Database expert Colin White wrote a prvocative article the other day:
in which he ponders whether a data warehouse is really needed for business intelligence. This is an interesting question; after all, why did we end up with data warehouses in the first place rather than just querying the data at source? (which is surely a simpler idea). There seem to me to be a few reasons:
(a) Technical performance. Early relational databases did not like dealing with mixed workloads of transaction update and queries, as locking strategies caused performance headaches.
(b) Storage issues. Data warehouses typically need several years of data, whereas transaction systems do not, so archiving transaction after a few months has a performance benefit and may allow use of cheaper storage media.
(c) Inconsistent master data between transaction systems (who owns “product” and “customer” and “asset” and the like) means that it is semantically difficult to query systems across departments or subsidiaries. Pulling the data together into a data warehouse and somehow mashing it into a consistent structure fixes this.
(d) You may want to store certain BI related data e.g. aggregates or “what-if” information that is useful purely for analysis and is not relevant to transaction systems. A data warehouse may be a good place to do this.
(e) People have trouble finding existing pre-built reports, so having a single place where these live makes re-use easier.
(f) Data quality problems in operational systems mean that a data warehouse is needed to allow data cleansing before analysis.

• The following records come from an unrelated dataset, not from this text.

//! Host evaluator for the elementwise and tensor-creation operations that show up
//! in constant folding.
//!
//! Scalars follow numeric promotion: `int op int` stays integral except for true
//! division, anything touching a float is a float. Tensors are f32 or i32; an i32
//! result is kept only for add/sub/mul over integer operands. A one-element
//! operand broadcasts against any shape, otherwise shapes must match.

use std::collections::BTreeMap;

use traced_rs::eval::{EvalError, EvalResult, Evaluator};
use traced_rs::graph::{
    DType, ElemwiseMode, HostTensor, OpDef, Shape, Target, TensorData, Value,
};
use traced_rs::ops::{functional, method};

#[derive(Debug, Default, Clone, Copy)]
pub struct RefEvaluator;

impl RefEvaluator {
    pub fn new() -> Self {
        Self
    }
}

impl Evaluator for RefEvaluator {
    fn name(&self) -> &str {
        "ref-cpu"
    }

    fn evaluate(
        &self,
        target: &Target,
        args: &[Value],
        kwargs: &BTreeMap<String, Value>,
    ) -> EvalResult<Vec<Value>> {
        let value = match target {
            Target::CallFunction(func) if func.module == functional::ELEMWISE_MODULE => {
                let lhs = || operand(target, args, kwargs, 0, functional::LHS);
                let rhs = || operand(target, args, kwargs, 1, functional::RHS);
                match func.name.as_str() {
                    "add" => binary(BinaryOp::Add, lhs()?, rhs()?)?,
                    "sub" => binary(BinaryOp::Sub, lhs()?, rhs()?)?,
                    "mul" => binary(BinaryOp::Mul, lhs()?, rhs()?)?,
                    "div" => binary(BinaryOp::Div, lhs()?, rhs()?)?,
                    "pow" => binary(BinaryOp::Pow, lhs()?, rhs()?)?,
                    "neg" => negate(lhs()?)?,
                    _ => return Err(EvalError::unimplemented(target, "unknown elementwise function")),
                }
            }
            Target::CallFunction(func) if func.module == functional::TENSOR_MODULE => {
                match func.name.as_str() {
                    "ones" => filled(target, args, kwargs, 1.0)?,
                    "zeros" => filled(target, args, kwargs, 0.0)?,
                    _ => return Err(EvalError::unimplemented(target, "unknown tensor function")),
                }
            }
            Target::CallMethod(name) => call_method(target, name, args)?,
            Target::Apply(OpDef::Elemwise { mode }) => {
                let input = |index: usize| {
                    args.get(index).ok_or_else(|| {
                        EvalError::argument_mismatch(target, format!("missing operand {index}"))
                    })
                };
                match mode {
                    ElemwiseMode::Add => binary(BinaryOp::Add, input(0)?, input(1)?)?,
                    ElemwiseMode::Sub => binary(BinaryOp::Sub, input(0)?, input(1)?)?,
                    ElemwiseMode::Mul => binary(BinaryOp::Mul, input(0)?, input(1)?)?,
                    ElemwiseMode::TrueDiv => binary(BinaryOp::Div, input(0)?, input(1)?)?,
                    ElemwiseMode::Pow => binary(BinaryOp::Pow, input(0)?, input(1)?)?,
                    ElemwiseMode::Neg => negate(input(0)?)?,
                }
            }
            Target::Apply(OpDef::GetVarShape { axis }) => var_shape(target, args.first(), *axis)?,
            _ => return Err(EvalError::unimplemented(target, "not supported by the reference evaluator")),
        };
        Ok(vec![value])
    }
}

fn operand<'a>(
    target: &Target,
    args: &'a [Value],
    kwargs: &'a BTreeMap<String, Value>,
    index: usize,
    name: &str,
) -> EvalResult<&'a Value> {
    kwargs
        .get(name)
        .or_else(|| args.get(index))
        .ok_or_else(|| EvalError::argument_mismatch(target, format!("missing argument `{name}`")))
}

fn call_method(target: &Target, name: &str, args: &[Value]) -> EvalResult<Value> {
    let receiver = args
        .first()
        .ok_or_else(|| EvalError::argument_mismatch(target, "missing receiver"))?;
    if name == method::NEG {
        return negate(receiver);
    }
    let other = args
        .get(1)
        .ok_or_else(|| EvalError::argument_mismatch(target, "missing right-hand operand"))?;
    let (op, reflected) = match name {
        method::ADD | method::IADD => (BinaryOp::Add, false),
        method::RADD => (BinaryOp::Add, true),
        method::SUB | method::ISUB => (BinaryOp::Sub, false),
        method::RSUB => (BinaryOp::Sub, true),
        method::MUL | method::IMUL => (BinaryOp::Mul, false),
        method::RMUL => (BinaryOp::Mul, true),
        method::TRUEDIV | method::ITRUEDIV => (BinaryOp::Div, false),
        method::RTRUEDIV => (BinaryOp::Div, true),
        method::POW => (BinaryOp::Pow, false),
        _ => return Err(EvalError::unimplemented(target, "unknown tensor method")),
    };
    if reflected {
        binary(op, other, receiver)
    } else {
        binary(op, receiver, other)
    }
}

#[derive(Debug, Clone, Copy, PartialEq, Eq)]
enum BinaryOp {
    Add,
    Sub,
    Mul,
    Div,
    Pow,
}

impl BinaryOp {
    fn apply_f64(self, a: f64, b: f64) -> f64 {
        match self {
            BinaryOp::Add => a + b,
            BinaryOp::Sub => a - b,
            BinaryOp::Mul => a * b,
            BinaryOp::Div => a / b,
            BinaryOp::Pow => a.powf(b),
        }
    }

    fn apply_f32(self, a: f32, b: f32) -> f32 {
        match self {
            BinaryOp::Add => a + b,
            BinaryOp::Sub => a - b,
            BinaryOp::Mul => a * b,
            BinaryOp::Div => a / b,
            BinaryOp::Pow => a.powf(b),
        }
    }

    /// Integer result, or `None` when the operation leaves the integers.
    fn apply_i32(self, a: i32, b: i32) -> Option<i32> {
        match self {
            BinaryOp::Add => Some(a.wrapping_add(b)),
            BinaryOp::Sub => Some(a.wrapping_sub(b)),
            BinaryOp::Mul => Some(a.wrapping_mul(b)),
            BinaryOp::Div | BinaryOp::Pow => None,
        }
    }
}

fn scalar_f64(value: &Value) -> Option<f64> {
    match value {
        Value::Int(v) => Some(*v as f64),
        Value::Float(v) => Some(*v),
        Value::Bool(v) => Some(f64::from(u8::from(*v))),
        _ => None,
    }
}

fn binary(op: BinaryOp, lhs: &Value, rhs: &Value) -> EvalResult<Value> {
    match (lhs, rhs) {
        (Value::Int(a), Value::Int(b)) => int_scalar(op, *a, *b),
        (Value::Tensor(_), _) | (_, Value::Tensor(_)) => tensor_binary(op, lhs, rhs),
        _ => match (scalar_f64(lhs), scalar_f64(rhs)) {
            (Some(a), Some(b)) => Ok(Value::Float(op.apply_f64(a, b))),
            _ => Err(EvalError::execution(format!(
                "{op:?} is not defined for {lhs} and {rhs}"
            ))),
        },
    }
}

fn int_scalar(op: BinaryOp, a: i64, b: i64) -> EvalResult<Value> {
    let overflow = || EvalError::execution(format!("integer overflow in {a} {op:?} {b}"));
    let value = match op {
        BinaryOp::Add => Value::Int(a.checked_add(b).ok_or_else(overflow)?),
        BinaryOp::Sub => Value::Int(a.checked_sub(b).ok_or_else(overflow)?),
        BinaryOp::Mul => Value::Int(a.checked_mul(b).ok_or_else(overflow)?),
        BinaryOp::Div => Value::Float(a as f64 / b as f64),
        BinaryOp::Pow => match u32::try_from(b) {
            Ok(exp) => Value::Int(a.checked_pow(exp).ok_or_else(overflow)?),
            Err(_) => Value::Float((a as f64).powf(b as f64)),
        },
    };
    Ok(value)
}

/// Operand lowered to dims plus flat data.
struct Dense {
    dims: Vec<usize>,
    data: TensorData,
}

impl Dense {
    fn from_value(value: &Value) -> EvalResult<Self> {
        let dense = match value {
            Value::Tensor(tensor) => Dense {
                dims: tensor.dims.clone(),
                data: tensor.data.clone(),
            },
            Value::Int(v) => Dense {
                dims: Vec::new(),
                data: match i32::try_from(*v) {
                    Ok(v) => TensorData::Si32(vec![v]),
                    Err(_) => TensorData::F32(vec![*v as f32]),
                },
            },
            other => match scalar_f64(other) {
                Some(v) => Dense {
                    dims: Vec::new(),
                    data: TensorData::F32(vec![v as f32]),
                },
                None => {
                    return Err(EvalError::execution(format!(
                        "{other} cannot be used as a tensor operand"
                    )))
                }
            },
        };
        Ok(dense)
    }

    fn len(&self) -> usize {
        self.data.len()
    }

    fn to_f32(&self) -> Vec<f32> {
        match &self.data {
            TensorData::F32(values) => values.clone(),
            TensorData::Si32(values) => values.iter().map(|&v| v as f32).collect(),
        }
    }
}

fn broadcast_dims(lhs: &Dense, rhs: &Dense) -> EvalResult<Vec<usize>> {
    if lhs.dims == rhs.dims {
        Ok(lhs.dims.clone())
    } else if lhs.len() == 1 {
        Ok(rhs.dims.clone())
    } else if rhs.len() == 1 {
        Ok(lhs.dims.clone())
    } else {
        Err(EvalError::execution(format!(
            "cannot broadcast {:?} against {:?}",
            lhs.dims, rhs.dims
        )))
    }
}

/// Flat stride of an operand over `count` output elements: a one-element operand
/// repeats, anything else must hold exactly `count` elements.
fn broadcast_stride(operand: &Dense, count: usize) -> EvalResult<usize> {
    match operand.len() {
        len if len == count => Ok(1),
        1 => Ok(0),
        len => Err(EvalError::execution(format!(
            "operand with {len} elements does not fill {count} output elements"
        ))),
    }
}

fn tensor_binary(op: BinaryOp, lhs: &Value, rhs: &Value) -> EvalResult<Value> {
    let lhs = Dense::from_value(lhs)?;
    let rhs = Dense::from_value(rhs)?;
    let dims = broadcast_dims(&lhs, &rhs)?;
    let count: usize = dims.iter().product();
    let sa = broadcast_stride(&lhs, count)?;
    let sb = broadcast_stride(&rhs, count)?;

    if let (TensorData::Si32(a), TensorData::Si32(b)) = (&lhs.data, &rhs.data) {
        let values: Option<Vec<i32>> = (0..count)
            .map(|i| op.apply_i32(a[i * sa], b[i * sb]))
            .collect();
        if let Some(values) = values {
            return Ok(Value::Tensor(HostTensor::from_i32(dims, values)));
        }
    }

    let a = lhs.to_f32();
    let b = rhs.to_f32();
    let values = (0..count)
        .map(|i| op.apply_f32(a[i * sa], b[i * sb]))
        .collect();
    Ok(Value::Tensor(HostTensor::from_f32(dims, values)))
}

fn negate(value: &Value) -> EvalResult<Value> {
    value
        .negated()
        .ok_or_else(|| EvalError::execution(format!("cannot negate {value}")))
}

fn filled(
    target: &Target,
    args: &[Value],
    kwargs: &BTreeMap<String, Value>,
    fill: f32,
) -> EvalResult<Value> {
    let shape = operand(target, args, kwargs, 0, "shape")?;
    let dims: Vec<usize> = match shape {
        Value::Int(n) => vec![usize::try_from(*n).map_err(|_| bad_shape(target))?],
        Value::List(items) => items
            .iter()
            .map(|item| {
                item.as_int()
                    .and_then(|n| usize::try_from(n).ok())
                    .ok_or_else(|| bad_shape(target))
            })
            .collect::<EvalResult<_>>()?,
        Value::Tensor(HostTensor {
            data: TensorData::Si32(values),
            ..
        }) => values
            .iter()
            .map(|&n| usize::try_from(n).map_err(|_| bad_shape(target)))
            .collect::<EvalResult<_>>()?,
        _ => return Err(bad_shape(target)),
    };
    let count: usize = dims.iter().product();

    let dtype = match kwargs.get("dtype").or_else(|| args.get(1)) {
        None | Some(Value::None) => DType::F32,
        Some(Value::Str(name)) => DType::from_name(name).ok_or_else(|| {
            EvalError::argument_mismatch(target, format!("unknown dtype `{name}`"))
        })?,
        Some(other) => {
            return Err(EvalError::argument_mismatch(
                target,
                format!("dtype must be a string, got {other}"),
            ))
        }
    };
    let tensor = match dtype {
        DType::F32 => HostTensor::from_f32(dims, vec![fill; count]),
        DType::Si32 => HostTensor::from_i32(dims, vec![fill as i32; count]),
        other => {
            return Err(EvalError::unimplemented(
                target,
                format!("dtype {other} is not supported"),
            ))
        }
    };
    Ok(Value::Tensor(tensor))
}

fn bad_shape(target: &Target) -> EvalError {
    EvalError::argument_mismatch(target, "shape must be a non-negative int, list of ints, or int32 tensor")
}

fn var_shape(target: &Target, input: Option<&Value>, axis: Option<i32>) -> EvalResult<Value> {
    let Some(Value::Tensor(tensor)) = input else {
        return Err(EvalError::argument_mismatch(target, "expected a tensor input"));
    };
    let dims = &tensor.dims;
    let selected: Vec<usize> = match axis {
        None => dims.clone(),
        Some(axis) => {
            let shape = Shape::from_static(dims);
            let index = shape.axis_index(axis).ok_or_else(|| {
                EvalError::execution(format!(
                    "axis {axis} out of range for rank {}",
                    shape.rank()
                ))
            })?;
            vec![dims[index]]
        }
    };
    let extents = selected
        .iter()
        .map(|&dim| {
            i32::try_from(dim)
                .map_err(|_| EvalError::execution(format!("extent {dim} exceeds int32")))
        })
        .collect::<EvalResult<Vec<i32>>>()?;
    Ok(Value::Tensor(HostTensor::from_i32(vec![extents.len()], extents)))
}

I think that you can make a case that technology is making some strides to address certain of these areas. In the case of (e), the application of Google and similar search mechanisms (e.g. FAST) to the world of BI may reduce or eliminate problem (e) altogether. Databases have become a lot more tolerant of mixed workloads, addressing problem (a), and storage gets cheaper, attacking problem (b). It doesn’t seem to me that you necessarily have to store what-if type data in a data warehouse, so maybe (d) can be tackled in other ways. Even problem (f), while a long way from being fixed, at least has some potential now that some data quality tools are allowing SOA-style embedding within operational systems, thus holding out the possibility of fixing many data quality issues at source.
If we then take all the master data out of the data warehouse and put in into a master data repository would this not also fix (c)? Well, it might, but regrettably this discipline is still in its infancy, and it seems to me that plucking data out of transaction systems into specific hubs like a “customer hub” or a “product hub” may not be improvoing the situation at all, as indeed Coln acknowledges.
Where I differ from Colin is on his view that a series of data marts combined with a master data store may be the answer. Since data marts are subject specific by definition, they may address a certain subset of needs very well, but cannot address enterprise-wide analysis. This type of analysis can only be done by something with access to potentially all the data in an enterprise, and be capable of resolving master data issues across the source systems. Here a data warehouse in conjunction iwth a master data store makes more sense to me than a series of marts plus a master data store – why perpetuate the issues? I have no problem if the data marts are dependent i.e. generated from the warehouse e.g. for convenience/performance. But as soon as they are maintained outside a controlled environment you come back to problem (c) again.
Sadly, though some of the recent technical improvements point the way to the solution of problems (a) through (f), the reality on the ground is a long way off allowing this. For example the data quality tools could be embedded via SOA into operatonal systems and linked up to a master data store to fix master data qualit issues, but how many companies have done this at all, let alone across more than a pilot system? Master data repositories are typically still stuck in a “hub mentality” that means they are at best, as Colin puts it, “papering over the cracks of master data problems”. Moreover most data warehouses are still poorly designed to deal with historical data and cope with business change.
Hence I can’t see data warehouses going away any time soon. Still, it is a useful exercise to remind ourselves why we built them in the first place. Questioning the meaning of existence is called ontology, which ironically has now been adopted as a term by computer science to mean a data model that represents concepts within a domain and the relationship between those concepts. We seem to have come full circle, a suitable state for the end of the week.
Have a good weekend.